Notes I used for preparing the videos: link

Commands

All the commands from the video

Downloading the data

wget https://github.com/DataTalksClub/nyc-tlc-data/releases/download/yellow/yellow_tripdata_2021-01.csv.gz 

Note: now the CSV data is stored in the csv_backup folder, not trip+date like previously

Running Postgres with Docker

Windows

Running Postgres on Windows (note the full path)

docker run -it \
  -e POSTGRES_USER="root" \
  -e POSTGRES_PASSWORD="root" \
  -e POSTGRES_DB="ny_taxi" \
  -v c:/Users/alexe/git/data-engineering-zoomcamp/week_1_basics_n_setup/2_docker_sql/ny_taxi_postgres_data:/var/lib/postgresql/data \
  -p 5432:5432 \
  postgres:13

If you have the following error:

docker run -it \
  -e POSTGRES_USER="root" \
  -e POSTGRES_PASSWORD="root" \
  -e POSTGRES_DB="ny_taxi" \
  -v e:/zoomcamp/data_engineer/week_1_fundamentals/2_docker_sql/ny_taxi_postgres_data:/var/lib/postgresql/data  \
  -p 5432:5432 \
  postgres:13

docker: Error response from daemon: invalid mode: \Program Files\Git\var\lib\postgresql\data.
See 'docker run --help'.

Change the mounting path. Replace it with the following:

-v /e/zoomcamp/...:/var/lib/postgresql/data

Linux and MacOS

docker run -it \
  -e POSTGRES_USER="root" \
  -e POSTGRES_PASSWORD="root" \
  -e POSTGRES_DB="ny_taxi" \
  -v $(pwd)/ny_taxi_postgres_data:/var/lib/postgresql/data \
  -p 5432:5432 \
  postgres:13

If you see that ny_taxi_postgres_data is empty after running the container, try these:

  • Deleting the folder and running Docker again (Docker will re-create the folder)
  • Adjust the permissions of the folder by running sudo chmod a+rwx ny_taxi_postgres_data

CLI for Postgres

Installing pgcli

pip install pgcli

If you have problems installing pgcli with the command above, try this:

conda install -c conda-forge pgcli
pip install -U mycli

Using pgcli to connect to Postgres

pgcli -h localhost -p 5432 -u root -d ny_taxi

NY Trips Dataset

Dataset:

According to the TLC data website, from 05/13/2022, the data will be in .parquet format instead of .csv The website has provided a useful link with sample steps to read .parquet file and convert it to Pandas data frame.

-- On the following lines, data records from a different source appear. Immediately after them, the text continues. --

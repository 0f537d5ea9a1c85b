//! Infrastructure adapters: persistence, identity client, HTTP surface,
//! telemetry.

pub mod db;
pub mod error;
pub mod http;
pub mod identity;
pub mod telemetry;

You can use the csv backup located here, https://github.com/DataTalksClub/nyc-tlc-data/releases/download/yellow/yellow_tripdata_2021-01.csv.gz, to follow along with the video.

$ aws s3 ls s3://nyc-tlc
                           PRE csv_backup/
                           PRE misc/
                           PRE trip data/

You can refer the data-loading-parquet.ipynb and data-loading-parquet.py for code to handle both csv and paraquet files. (The lookup zones table which is needed later in this course is a csv file)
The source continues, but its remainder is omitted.